Retinopathy of prematurity (ROP)

A model based on simple birth characteristics may provide a new, more efficient method for predicting the need for retinopathy of prematurity treatment in infants, according to researchers.

A model based on simple birth characteristics may provide a new, more efficient method for predicting the need for retinopathy of prematurity treatment in infants, according to researchers. It might also reduce screening frequency in infants at low risk.

Retinopathy of prematurity (ROP) is a sight-threatening disease common in infants with a gestational age (GA) of 31 weeks or less. It is a serious enough problem that the standard procedure in Swedish hospitals is to screen all infants with a GA of less than 31 weeks for ROP.

However, this approach is costly, since it requires repeated retinal eye examinations and each screening must be performed by a specially trained ophthalmologist. It is also often stressful for infants, and between 2008 and 2015, only a small number (5.7%) of those infants screened for ROP required treatment.

Ms Aldina Pivodic, MSc, a researcher at the University of Gothenburg in Sweden, and her colleagues wanted to see if they could avoid unnecessary screenings by using a predictive model for ROP risk based only on postnatal age, birth weight, sex, gestation age and important interactions. They conducted a study of 7,286 Swedish infants with a GA of 24 to 30 weeks, who were born between 2007 and 2017 and registered in the Swedish National Registry for Retinopathy of Prematurity. Their findings were published in JAMA Ophthalmology. The Researchers analysed the infants’ time-varying birth characteristics using Poisson regression to develop an individualised predictive model for ROP treatment, which they titled the DIGIROP-Birth prediction model.

They found that this model compared favourably to others currently in use, and had the benefit of being based purely on simple birth characteristics rather than complex longitudinal neonatal data, which is often inaccessible to ophthalmologists.

Validations
Researchers validated their model internally by screening 85 infants for ROP and comparing the results with those predicted by their model. The results of the screening were one hundred percent consistent with those of the study. The also estimated that DIGIROP-Birth could have avoided 11% of stressful early screenings in the cohort they analysed.

The researchers also validated their model against four external United States prediction models: the Children’s Hospital of Philadelphia ROP (CHOP-ROP), the Omaha ROP (OMA-ROP), the Colorado ROP (CO-ROP), and the Weight, Insulin Like Growth Factor 1, Neonatal, ROP (WINROP). The validations were performed by applying the five models (DIGIROP-birth and the four published models) to data on 1,485 American infants.

The DIGIROP-Birth model performed well when compared to the four published models in a validation using the U.S. data.

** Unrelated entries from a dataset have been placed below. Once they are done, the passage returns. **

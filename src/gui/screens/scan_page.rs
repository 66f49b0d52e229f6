use iced::{
    Alignment::Center,
    Element, Length, Task,
    widget::{button, column, container, image as iced_image, scrollable, text},
};

use crate::gui::{
    AppState,
    screens::{Screen, ScreenMessage},
};
use crate::ingest::ImageHandle;

/// Preview, scan and results for the selected image. The fields are a
/// render projection of the session; the parent routes every command
/// through the session's transition methods and calls back into the
/// `show_*` methods with the result.
#[derive(Debug, Clone)]
pub struct ScanPageScreen {
    preview: iced_image::Handle,
    file_name: String,
    scanning: bool,
    scanned: bool,
    label_rows: Vec<String>,
    detection_rows: Vec<String>,
    error: Option<String>,
}

#[derive(Debug, Clone)]
pub enum ScanPageMessage {
    Scan,
    Reset,
}

#[derive(Debug, Clone)]
pub enum ParentMessage {
    ScanRequested,
    ResetRequested,
}

impl ScanPageScreen {
    pub fn new(image: &ImageHandle) -> Self {
        let rgba = image.image().to_rgba8();
        let preview = iced_image::Handle::from_rgba(rgba.width(), rgba.height(), rgba.into_raw());
        let file_name = image
            .path()
            .file_name()
            .map(|n| n.to_string_lossy().into_owned())
            .unwrap_or_default();

        Self {
            preview,
            file_name,
            scanning: false,
            scanned: false,
            label_rows: Vec::new(),
            detection_rows: Vec::new(),
            error: None,
        }
    }

    pub fn show_scanning(&mut self) {
        self.scanning = true;
        self.error = None;
    }

    pub fn show_results(&mut self, label_rows: Vec<String>, detection_rows: Vec<String>) {
        self.scanning = false;
        self.scanned = true;
        self.label_rows = label_rows;
        self.detection_rows = detection_rows;
    }

    pub fn show_scan_error(&mut self, error: String) {
        self.scanning = false;
        self.error = Some(error);
    }

    fn results(&self) -> Element<'_, ScreenMessage<Self>> {
        let mut rows = column![].spacing(5);
        rows = rows.push(text("MobileNet").size(20));
        for row in &self.label_rows {
            rows = rows.push(text(row.clone()));
        }
        rows = rows.push(text("COCO-SSD").size(20));
        for row in &self.detection_rows {
            rows = rows.push(text(row.clone()));
        }

        column![
            scrollable(rows).height(Length::FillPortion(2)),
            button("Scan New Image")
                .on_press(ScreenMessage::ScreenMessage(ScanPageMessage::Reset)),
        ]
        .spacing(10)
        .align_x(Center)
        .into()
    }

    fn scan_controls(&self) -> Element<'_, ScreenMessage<Self>> {
        let scan_button = if self.scanning {
            button("Scanning...")
        } else {
            button("Scan").on_press(ScreenMessage::ScreenMessage(ScanPageMessage::Scan))
        };

        let mut controls = column![scan_button].spacing(10).align_x(Center);
        if let Some(error) = &self.error {
            controls = controls.push(text(error.clone()));
        }
        controls.into()
    }

    fn body(&self) -> Element<'_, ScreenMessage<Self>> {
        if self.scanned {
            self.results()
        } else {
            self.scan_controls()
        }
    }
}

impl Screen for ScanPageScreen {
    type Message = ScanPageMessage;
    type ParentMessage = ParentMessage;

    fn view(&self) -> Element<'_, ScreenMessage<Self>> {
        let content = column![
            text(self.file_name.clone()),
            iced_image(self.preview.clone())
                .width(Length::FillPortion(3))
                .height(Length::FillPortion(3)),
            self.body(),
        ]
        .spacing(20)
        .padding(20)
        .align_x(Center);

        container(content)
            .center_x(iced::Length::Fill)
            .center_y(iced::Length::Fill)
            .into()
    }

    fn update(
        &mut self,
        message: Self::Message,
        _state: &mut AppState,
    ) -> Task<ScreenMessage<Self>> {
        match message {
            ScanPageMessage::Scan => {
                Task::done(ScreenMessage::ParentMessage(ParentMessage::ScanRequested))
            }
            ScanPageMessage::Reset => {
                Task::done(ScreenMessage::ParentMessage(ParentMessage::ResetRequested))
            }
        }
    }
}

Applying the same cut-off, DIGIROP-Birth and CHOP-ROP both achieved a sensitivity of 99%. Specificity was 48.9% for DIGIROP-Birth versus 44.4% for CHOP-ROP.

At a 97.8% sensitivity, DIGIROP-Birth had a specificity of 58.1% compared with 22.4% for OMA-ROP. At a sensitivity of 96.8%, DIGIROP-Birth had a specificity of 49.3%, while WINROP had a specificity of 35.8%.And at a 98.4% sensitivity, DIGIROP-Birth had a specificity of 47.9% compared with 10.5% for CO-ROP.

Further observations
In addition to developing a model based on simple birth characteristics, researchers were able to determine that some birth characteristics are more useful than others in predicting ROP treatment. Ms Pivodic and colleagues noted that, “postnatal age rather than postmenstrual age was a better predictive variable for the temporal risk of ROP treatment.”

Ms Pivodic’s team concede that their study does have some limitations. “Infants born at GA less than 24 weeks could not be included in the prediction model because of the lack of a reference algorithm for birth weight, preventing BWSDS [birth weight standard deviation scores] calculations. Given the small sample size, only a simple model could be developed for these infants, resulting in low predictive ability.”

However, they are confident that their model will help ophthalmologists in diagnosing and treating ROP in infants, writing, “The DIGIROP-Birth model is an accessible online application that appears to be generalisable and to have at least as good test statistics as other models that require longitudinal neonatal data.”